Serum IgG from ALS patients induced neuronal uptake and microglia activation in spinal cord cultures

GIULIANA C DI MAURO; BRUNO DE AMBROSI; OSVALDO D UCHITEL; GRACIELA L MAZZONE

Ciudad Autónoma de Buenos Aires

Congreso; 2nd Federation of Latin-American and Caribbean Societies for Neuroscience (FALAN) Congress; 2016

We have demonstrated that motor nerve terminals are a target for autoimmune response induced by IgG from amyotrophic lateral sclerosis (ALS) patients causing neuromuscular dysfunction in vivo (Pagani R et al, J Neurosci. 2006, 10:2661-72). Spinal cord cultures are an advantageous test system for exploring disease mechanisms (Mazzone et al, Neuroscience 2010, 168:451?62). Our present goal was to study the effect of IgG from ALS patients on neurons and microglia at mice neonatal spinal cord.
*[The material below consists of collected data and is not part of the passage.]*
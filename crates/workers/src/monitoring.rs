//! Polls store, broker and task-queue health on a fixed interval and
//! aggregates them into one report, the way `db-pool::create_pool` verifies
//! its connection with a `SELECT 1` before calling itself ready.

use std::sync::Arc;
use std::time::Duration;

use async_trait::async_trait;
use config_core::MonitoringConfig;
use sqlx::PgPool;
use task_queue::metrics::TaskQueueMetrics;
use task_queue::{QueueCounts, TaskQueueRepository};
use tokio_util::sync::CancellationToken;

#[derive(Debug, Clone, Copy, PartialEq, Eq)]
pub enum Status {
    Healthy,
    Degraded,
    Unhealthy,
}

#[derive(Debug, Clone)]
pub struct ComponentHealth {
    pub name: &'static str,
    pub status: Status,
    pub reason: Option<String>,
}

#[derive(Debug, Clone)]
pub struct HealthReport {
    pub status: Status,
    pub components: Vec<ComponentHealth>,
}

impl HealthReport {
    fn aggregate(components: Vec<ComponentHealth>) -> Self {
        let status = if components.iter().any(|c| c.status == Status::Unhealthy) {
            Status::Unhealthy
        } else if components.iter().any(|c| c.status == Status::Degraded) {
            Status::Degraded
        } else {
            Status::Healthy
        };
        Self { status, components }
    }
}

/// Probes the stream broker. `commerce-server` supplies a real
/// implementation over its Redis connection; tests use
/// [`AlwaysHealthyBroker`].
#[async_trait]
pub trait BrokerProbe: Send + Sync {
    async fn check(&self) -> anyhow::Result<()>;
}

pub struct AlwaysHealthyBroker;

#[async_trait]
impl BrokerProbe for AlwaysHealthyBroker {
    async fn check(&self) -> anyhow::Result<()> {
        Ok(())
    }
}

pub struct HealthMonitor<Q: TaskQueueRepository, B: BrokerProbe> {
    pool: PgPool,
    queue: Arc<Q>,
    broker: Arc<B>,
    metrics: TaskQueueMetrics,
    queues: Vec<String>,
    config: MonitoringConfig,
}

impl<Q: TaskQueueRepository, B: BrokerProbe> HealthMonitor<Q, B> {
    pub fn new(pool: PgPool, queue: Arc<Q>, broker: Arc<B>, service_name: &str, queues: Vec<String>, config: MonitoringConfig) -> Self {
        Self {
            pool,
            queue,
            broker,
            metrics: TaskQueueMetrics::new(service_name),
            queues,
            config,
        }
    }

    pub async fn check_once(&self) -> HealthReport {
        let mut components = Vec::with_capacity(2 + self.queues.len());

        components.push(self.check_store().await);
        components.push(self.check_broker().await);

        for queue in &self.queues {
            components.push(self.check_queue(queue).await);
        }

        HealthReport::aggregate(components)
    }

    async fn check_store(&self) -> ComponentHealth {
        match sqlx::query("SELECT 1").execute(&self.pool).await {
            Ok(_) => ComponentHealth {
                name: "store",
                status: Status::Healthy,
                reason: None,
            },
            Err(e) => ComponentHealth {
                name: "store",
                status: Status::Unhealthy,
                reason: Some(e.to_string()),
            },
        }
    }

    async fn check_broker(&self) -> ComponentHealth {
        match self.broker.check().await {
            Ok(()) => ComponentHealth {
                name: "broker",
                status: Status::Healthy,
                reason: None,
            },
            Err(e) => ComponentHealth {
                name: "broker",
                status: Status::Unhealthy,
                reason: Some(e.to_string()),
            },
        }
    }

    async fn check_queue(&self, queue: &str) -> ComponentHealth {
        match self.queue.queue_counts(queue).await {
            Ok(counts) => {
                self.metrics.observe(queue, &counts);
                if let Some(reason) = self.degraded_reason(&counts) {
                    ComponentHealth {
                        name: "queue",
                        status: Status::Degraded,
                        reason: Some(format!("{queue}: {reason}")),
                    }
                } else {
                    ComponentHealth {
                        name: "queue",
                        status: Status::Healthy,
                        reason: None,
                    }
                }
            }
            Err(e) => ComponentHealth {
                name: "queue",
                status: Status::Unhealthy,
                reason: Some(format!("{queue}: {e}")),
            },
        }
    }

    fn degraded_reason(&self, counts: &QueueCounts) -> Option<String> {
        if counts.waiting > self.config.warn_waiting {
            Some(format!("waiting={} exceeds {}", counts.waiting, self.config.warn_waiting))
        } else if counts.failed > self.config.warn_failed {
            Some(format!("failed={} exceeds {}", counts.failed, self.config.warn_failed))
        } else if counts.delayed > self.config.warn_delayed {
            Some(format!("delayed={} exceeds {}", counts.delayed, self.config.warn_delayed))
        } else {
            None
        }
    }

    /// Runs forever, logging the aggregate status every `poll_ms`, until
    /// `shutdown` is cancelled.
    pub async fn run_forever(self, shutdown: CancellationToken) {
        let mut interval = tokio::time::interval(Duration::from_millis(self.config.poll_ms));
        loop {
            tokio::select! {
                _ = interval.tick() => {}
                _ = shutdown.cancelled() => break,
            }
            let report = self.check_once().await;
            match report.status {
                Status::Healthy => tracing::debug!("worker health: healthy"),
                Status::Degraded => {
                    tracing::warn!(components = ?report.components, "worker health: degraded")
                }
                Status::Unhealthy => {
                    tracing::error!(components = ?report.components, "worker health: unhealthy")
                }
            }
        }
    }
}

#[cfg(test)]
mod tests {
    use super::*;

    #[test]
    fn aggregate_takes_the_worst_status() {
        let report = HealthReport::aggregate(vec![
            ComponentHealth { name: "store", status: Status::Healthy, reason: None },
            ComponentHealth { name: "queue", status: Status::Degraded, reason: Some("waiting=200".into()) },
        ]);
        assert_eq!(report.status, Status::Degraded);
    }

    #[test]
    fn unhealthy_dominates_degraded() {
        let report = HealthReport::aggregate(vec![
            ComponentHealth { name: "queue", status: Status::Degraded, reason: None },
            ComponentHealth { name: "store", status: Status::Unhealthy, reason: Some("connection refused".into()) },
        ]);
        assert_eq!(report.status, Status::Unhealthy);
    }
}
The spinal cord reactivity to IgG-ALS serum patients was analyzed by dot-blot and multi-rule Shewhart chart methodology, for control (N=5) and ALS serum patients (N=18). Spinal cord isolated cultures were incubated with IgG from serum patients and histological analysis for neurons (NeuN) and microglia (Iba-1) was performed. Our earlier experiments had proved that IgG derivative from two patients are accumulated in NeuN positive cells. A significant reduction in the number of ventral interneurons was observed (sham: 97.75±1.88 vs patient: 54.28±1.65, p≤0.001, N=4-7). No changes in microglia number were found, but we observed a significant reduction in branches length (sham: 7.12±0.32, patients: 5.39±0.177 and 4.74±0.75, p≤0.05, N=4-8). Our data suggests an ongoing pathological process as was previously demonstrated in vivo. Here we have shown that spinal cord isolated cultures could be a useful model to characterize the molecular mechanism for progressive neurodegenerative diseases in vitro.